Обратимся теперь к формальной интерпретации. Из возможности непротиворечиво помыслить существование правовой системы с моральными критериями легитимности, Химма делает следующий вывод: Тезис о включенности морали верен или правилен, и сам этот Тезис, будучи утверждением о возможном, является модальным утверждением. Но вправе ли мы делать такой переход? В качестве примера Химма обращается к онтологическому доказательству бытия Бога, интерпретируя его довольно необычным образом. Складывается впечатление, что онтологический аргумент выступает скорее контрпримером, опровергающим исходную гипотезу. И вот почему: всякое онтологическое доказательство обычно сводится к тому, что Бог — это такое понятие, предмет которого действителен уже в силу возможности самого этого понятия. Иными словами, если мы можем помыслить Бога, из этого с необходимостью следует, что Он действителен. Но, судя по всему, это единственное такое понятие. Суть онтологического аргумента, та-

ким образом, заключается не в простом допущении существования, а в том, что, коль скоро мы можем составить понятие о Боге, Он должен обладать необходимым существованием; Он уже действителен. И мыслить Бога несуществующим невозможно. В этом отношении Бог служит примером уникального понятия. Конечно, мы можем мыслить многое. И то, что мы мыслим, может быть возможным, а иногда — и действительным. Возьмем, например, понятие 'летающий крокодил'. Его предмет возможен, но не действителен. В то время как предмет понятия 'крокодил' и возможен, и действителен. Бог же не просто возможен или действителен, Он не может быть недействительным. Он действителен с необходимостью. Но можем ли мы распространить такой анализ на правовые системы? Представляется, что нет.

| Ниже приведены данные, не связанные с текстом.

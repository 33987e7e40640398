use crate::domain::model::{Assignment, Person};
use crate::report::naming::CONTENT_TIMESTAMP_FORMAT;
use crate::report::{ensure_exportable, ReportExporter};
use crate::utils::error::Result;
use chrono::NaiveDateTime;

/// Summary statistics plus a per-reviewer table sorted by employee id.
#[derive(Debug, Clone, Copy, Default)]
pub struct MarkdownExporter;

fn escape_markdown(text: &str) -> String {
    text.replace('|', "\\|").replace(['\r', '\n'], " ")
}

fn or_dash(text: String) -> String {
    if text.is_empty() {
        "-".to_string()
    } else {
        text
    }
}

impl ReportExporter for MarkdownExporter {
    fn extension(&self) -> &'static str {
        "md"
    }

    fn default_prefix(&self) -> &'static str {
        "review_summary"
    }

    fn render(&self, assignment: &Assignment, generated_at: NaiveDateTime) -> Result<Vec<u8>> {
        ensure_exportable(assignment, "Markdown")?;

        let reviewers = assignment.len();
        let covered = assignment.covered_reviewee_ids().len();
        let tasks = assignment.total_tasks();
        let (min_load, max_load) = assignment.load_range().unwrap_or((0, 0));

        let mut out = String::new();
        out.push_str("# Code Review Assignments\n\n");
        out.push_str(&format!(
            "> **Generated**: {}  \n",
            generated_at.format(CONTENT_TIMESTAMP_FORMAT)
        ));
        out.push_str(&format!("> **Mode**: {}  \n", assignment.mode()));

        out.push_str("\n## Summary\n");
        out.push_str("| Item | Value |\n");
        out.push_str("|------|------|\n");
        out.push_str(&format!("| Participating reviewers | **{}** |\n", reviewers));
        out.push_str(&format!("| Reviewees covered | **{}** |\n", covered));
        out.push_str(&format!("| Review tasks | **{}** |\n", tasks));
        out.push_str(&format!(
            "| Average load | **{:.1}** per reviewer |\n",
            assignment.average_load()
        ));
        out.push_str(&format!(
            "| Load range | **{}** to **{}** |\n",
            min_load, max_load
        ));
        out.push_str(
            "\n> Every reviewee is covered; reviewers are sampled when there are more than needed, \
             and loads differ by at most one.\n\n",
        );

        out.push_str("## Assignments\n");
        out.push_str("| Reviewer | Employee ID | Reviewees | Reviewee IDs | Count |\n");
        out.push_str("|:---------|:------------|:----------|:-------------|------:|\n");
        for (reviewer, reviewees) in assignment.iter() {
            let names: Vec<String> = reviewees
                .iter()
                .map(|p| escape_markdown(p.name()))
                .collect();
            let ids: Vec<&str> = reviewees.iter().map(Person::employee_id).collect();
            out.push_str(&format!(
                "| {} | `{}` | {} | `{}` | {} |\n",
                escape_markdown(reviewer.name()),
                reviewer.employee_id(),
                or_dash(names.join(", ")),
                or_dash(ids.join(", ")),
                reviewees.len()
            ));
        }

        out.push_str("\n## Notes\n");
        out.push_str("- **Reviewers**: finish the reviews listed next to your name\n");
        out.push_str("- **Reviewees**: have your changes ready and let your reviewer know\n");
        out.push_str("- **Load**: balanced automatically, the busiest reviewer has at most one more review than the least busy\n\n");

        out.push_str("---\n");
        out.push_str(&format!(
            "Generated by review-roster v{}. Report file names carry a timestamp so earlier runs are kept.\n",
            env!("CARGO_PKG_VERSION")
        ));

        tracing::debug!(
            "Rendered Markdown report: {} reviewers, {} reviewees covered",
            reviewers,
            covered
        );
        Ok(out.into_bytes())
    }
}

#[cfg(test)]
mod tests {
    use super::*;
    use crate::core::assigner::ReviewAssigner;
    use crate::core::shuffle::KeepOrder;
    use chrono::NaiveDate;

    fn generated_at() -> NaiveDateTime {
        NaiveDate::from_ymd_opt(2026, 2, 7)
            .unwrap()
            .and_hms_opt(9, 5, 0)
            .unwrap()
    }

    #[test]
    fn test_markdown_summary_and_rows() {
        let pool_a: Vec<Person> = ["A3", "A1", "A2"]
            .iter()
            .map(|id| Person::new(format!("Dev {}", id), id).unwrap())
            .collect();
        let pool_b = vec![Person::new("Ops|Lead", "B1").unwrap()];
        let assignment = ReviewAssigner::new(KeepOrder)
            .assign_dual_pool(&pool_a, &pool_b)
            .unwrap();

        let text = String::from_utf8(MarkdownExporter.render(&assignment, generated_at()).unwrap())
            .unwrap();

        assert!(text.contains("> **Generated**: 2026-02-07 09:05:00"));
        assert!(text.contains("> **Mode**: dual pool (cross review)"));
        assert!(text.contains("| Participating reviewers | **2** |"));
        assert!(text.contains("| Reviewees covered | **4** |"));
        assert!(text.contains("| Review tasks | **4** |"));
        assert!(text.contains("| Average load | **2.0** per reviewer |"));
        assert!(text.contains("| Load range | **1** to **3** |"));
        assert!(text.contains("| Dev A3 | `A3` | Ops\\|Lead | `B1` | 1 |"));
        assert!(text.contains("| Ops\\|Lead | `B1` | Dev A3, Dev A1, Dev A2 | `A3, A1, A2` | 3 |"));

        // Rows are ordered by reviewer id.
        let a3 = text.find("| Dev A3 |").unwrap();
        let b1 = text.find("| Ops\\|Lead | `B1`").unwrap();
        assert!(a3 < b1);
    }

    #[test]
    fn test_escape_markdown() {
        assert_eq!(escape_markdown("a|b\nc"), "a\\|b c");
    }
}
use crate::domain::model::{Assignment, Person};
use crate::report::naming::CONTENT_TIMESTAMP_FORMAT;
use crate::report::{ensure_exportable, ReportExporter};
use crate::utils::error::Result;
use chrono::NaiveDateTime;

const UTF8_BOM: &[u8] = b"\xEF\xBB\xBF";

pub const CSV_HEADER: [&str; 6] = [
    "reviewer_name",
    "reviewer_id",
    "reviewee_names",
    "reviewee_ids",
    "reviewee_count",
    "timestamp",
];

/// One row per reviewer, BOM-prefixed so spreadsheet tools detect UTF-8.
#[derive(Debug, Clone, Copy, Default)]
pub struct CsvExporter;

impl ReportExporter for CsvExporter {
    fn extension(&self) -> &'static str {
        "csv"
    }

    fn default_prefix(&self) -> &'static str {
        "code_review_assignments"
    }

    fn render(&self, assignment: &Assignment, generated_at: NaiveDateTime) -> Result<Vec<u8>> {
        ensure_exportable(assignment, "CSV")?;

        let timestamp = generated_at.format(CONTENT_TIMESTAMP_FORMAT).to_string();
        let mut buffer = UTF8_BOM.to_vec();
        {
            let mut writer = csv::WriterBuilder::new()
                .terminator(csv::Terminator::Any(b'\n'))
                .from_writer(&mut buffer);
            writer.write_record(CSV_HEADER)?;

            for (reviewer, reviewees) in assignment.iter() {
                let names: Vec<&str> = reviewees.iter().map(Person::name).collect();
                let ids: Vec<&str> = reviewees.iter().map(Person::employee_id).collect();
                let names = names.join(";");
                let ids = ids.join(";");
                let count = reviewees.len().to_string();
                writer.write_record([
                    reviewer.name(),
                    reviewer.employee_id(),
                    names.as_str(),
                    ids.as_str(),
                    count.as_str(),
                    timestamp.as_str(),
                ])?;
            }
            writer.flush()?;
        }

        tracing::debug!("Rendered {} CSV rows", assignment.len());
        Ok(buffer)
    }
}
use clap::Parser;
use review_roster::core::ConfigProvider;
use review_roster::utils::error::{ErrorSeverity, RosterError};
use review_roster::utils::{logger, validation::Validate};
use review_roster::{CliConfig, LocalStorage, RosterEngine, TomlConfig};

fn exit_code(e: &RosterError) -> i32 {
    match e.severity() {
        ErrorSeverity::High => 1,
        ErrorSeverity::Critical => 3,
    }
}

fn fail(e: RosterError) -> ! {
    tracing::error!(
        "❌ {} (Category: {:?}, Severity: {:?})",
        e,
        e.category(),
        e.severity()
    );
    if !e.employee_ids().is_empty() {
        tracing::error!("Employee ids involved: {}", e.employee_ids().join(", "));
    }
    eprintln!("❌ {}", e.user_friendly_message());
    eprintln!("💡 Suggestion: {}", e.recovery_suggestion());
    std::process::exit(exit_code(&e));
}

async fn run<C: ConfigProvider + Validate>(config: C) -> anyhow::Result<()> {
    if let Err(e) = config.validate() {
        fail(e);
    }

    let storage = LocalStorage::new(".".to_string());
    let engine = RosterEngine::new(storage, config);

    match engine.run().await {
        Ok(outcome) => {
            tracing::info!(
                "✅ {} reviewers assigned, {} reviewees covered",
                outcome.assignment.len(),
                outcome.assignment.covered_reviewee_ids().len()
            );
            for path in &outcome.written {
                println!("📁 Report saved to: {}", path);
            }
            Ok(())
        }
        Err(e) => fail(e),
    }
}

#[tokio::main]
async fn main() -> anyhow::Result<()> {
    let cli = CliConfig::parse();

    if cli.log_json {
        logger::init_json_logger(cli.verbose);
    } else {
        logger::init_cli_logger(cli.verbose);
    }

    tracing::info!("Starting review-roster");
    tracing::debug!("CLI config: {:?}", cli);

    match cli.config.clone() {
        Some(path) => {
            tracing::info!("📁 Loading run file: {}", path);
            let mut config = match TomlConfig::from_file(&path) {
                Ok(config) => config,
                Err(e) => fail(e),
            };
            cli.apply_overrides(&mut config);
            run(config).await
        }
        None => run(cli).await,
    }
}
use crate::domain::model::{OutputFiles, PcbCharacteristics, SheetText};
use crate::utils::error::Result;
use async_trait::async_trait;
use std::time::Duration;

pub trait Storage: Send + Sync {
    fn read_file(&self, path: &str) -> impl std::future::Future<Output = Result<Vec<u8>>> + Send;
    fn write_file(
        &self,
        path: &str,
        data: &[u8],
    ) -> impl std::future::Future<Output = Result<()>> + Send;
}

pub trait ConfigProvider: Send + Sync {
    fn input_path(&self) -> &str;
    /// Directory for the output files; `None` means next to the input.
    fn output_dir(&self) -> Option<&str>;
    fn api_endpoint(&self) -> &str;
    fn api_key(&self) -> &str;
    fn model_name(&self) -> &str;
    fn temperature(&self) -> f32;
    fn request_timeout(&self) -> Duration;
    fn max_attempts(&self) -> usize;
    fn retry_base_delay(&self) -> Duration;
    fn bundle_outputs(&self) -> bool;
}

/// A model able to fill the characteristics schema from sheet text.
pub trait LanguageModel: Send + Sync {
    fn extract_characteristics(
        &self,
        sheet_text: &str,
    ) -> impl std::future::Future<Output = Result<PcbCharacteristics>> + Send;
}

#[async_trait]
pub trait Pipeline: Send + Sync {
    async fn extract(&self) -> Result<SheetText>;
    async fn transform(&self, data: SheetText) -> Result<PcbCharacteristics>;
    async fn load(&self, record: &PcbCharacteristics) -> Result<OutputFiles>;
}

То, что мы можем мыслить правовую систему с моральными основаниями, вовсе не означает, что даже в некотором возможном мире она действительна. Однако в этом случае отстаиваемый Хим-мой Тезис оказывается не более, чем чистой (спекулятивной) возможностью. Но тогда в каком смысле он является верным или правильным? Если под правильностью Химма понимает возможность, его утверждение превращается в тавтологию (если A возможно, то A возможно). Если под правильностью он понимает действительность (если A возможно, то A есть, или A действительно), тогда оно будет неверным. И уж тем более неверным, если под правильностью он понимает необходимость (если A возможно, то A необходимо). Таким образом, во всех трех случаях сделанное им утверждение не способно нас удовлетворить. Ведь, даже если в первом случае оно и будет формально верным утверждением, оно окажется принципиально бессодержательным. Возможность не имплицирует действительность и уж тем более необходимость. Возможность может имплицировать только возможность, однако, это всего лишь тавтология.

Химма говорит, что логически возможно то, что мыслится непротиворечиво. И с этим можно согласиться. Однако здесь он вступает на очень тонкий лед. Ведь, если возможна правовая система, основанная на морали, то в том же самом смысле возможна правовая система, основанная на абсолютном зле. И первая не более возможна, чем вторая, по крайней мере с точки зрения модальной логики. На подобное замечание Химма, наверняка, ответил бы следующим образом: 1) пропозиция p является логически возможной, если и только если p не влечет противоречия, — а раз так, то правовая система, основанная на абсолютном зле, тоже логически возможна; 2) она будет невозможна, только если разрешает неизбирательное насилие, потому что в таком случае она не будет правовой системой; 3) ergo, это не представляет проблем для Тезиса о включенности морали. Но с таким ответом можно поспорить. Почему логическая возможность правовой системы ставится в зависимость от определенного понимания правовой системы (например, системы, не допускающей неизбирательного насилия)? Почему понимание правовой системы должно ограничиваться определенным (либеральным в интерпретации Химмы) пониманием? Ведь вполне возможно помыслить непротиворечивым образом такую правовую систему, где неизбирательное насилие будет регламентироваться определенными правилами. Например, в рамках правовой системы будет установлено, что неизбирательное насилие

разрешается только один раз в год с 19.00 до 7.00 следующего дня, т.е. в этот ограниченный промежуток времени любая преступная деятельность становится законной. Представляется, что разрешение/ запрет неизбирательного насилия не является строгим критерием того, является ли система правовой или нет. А значит, правовая система, основанная на абсолютном зле (реализуемом лишь один раз в год), возможна точно так же, как и правовая система, основанная на морали.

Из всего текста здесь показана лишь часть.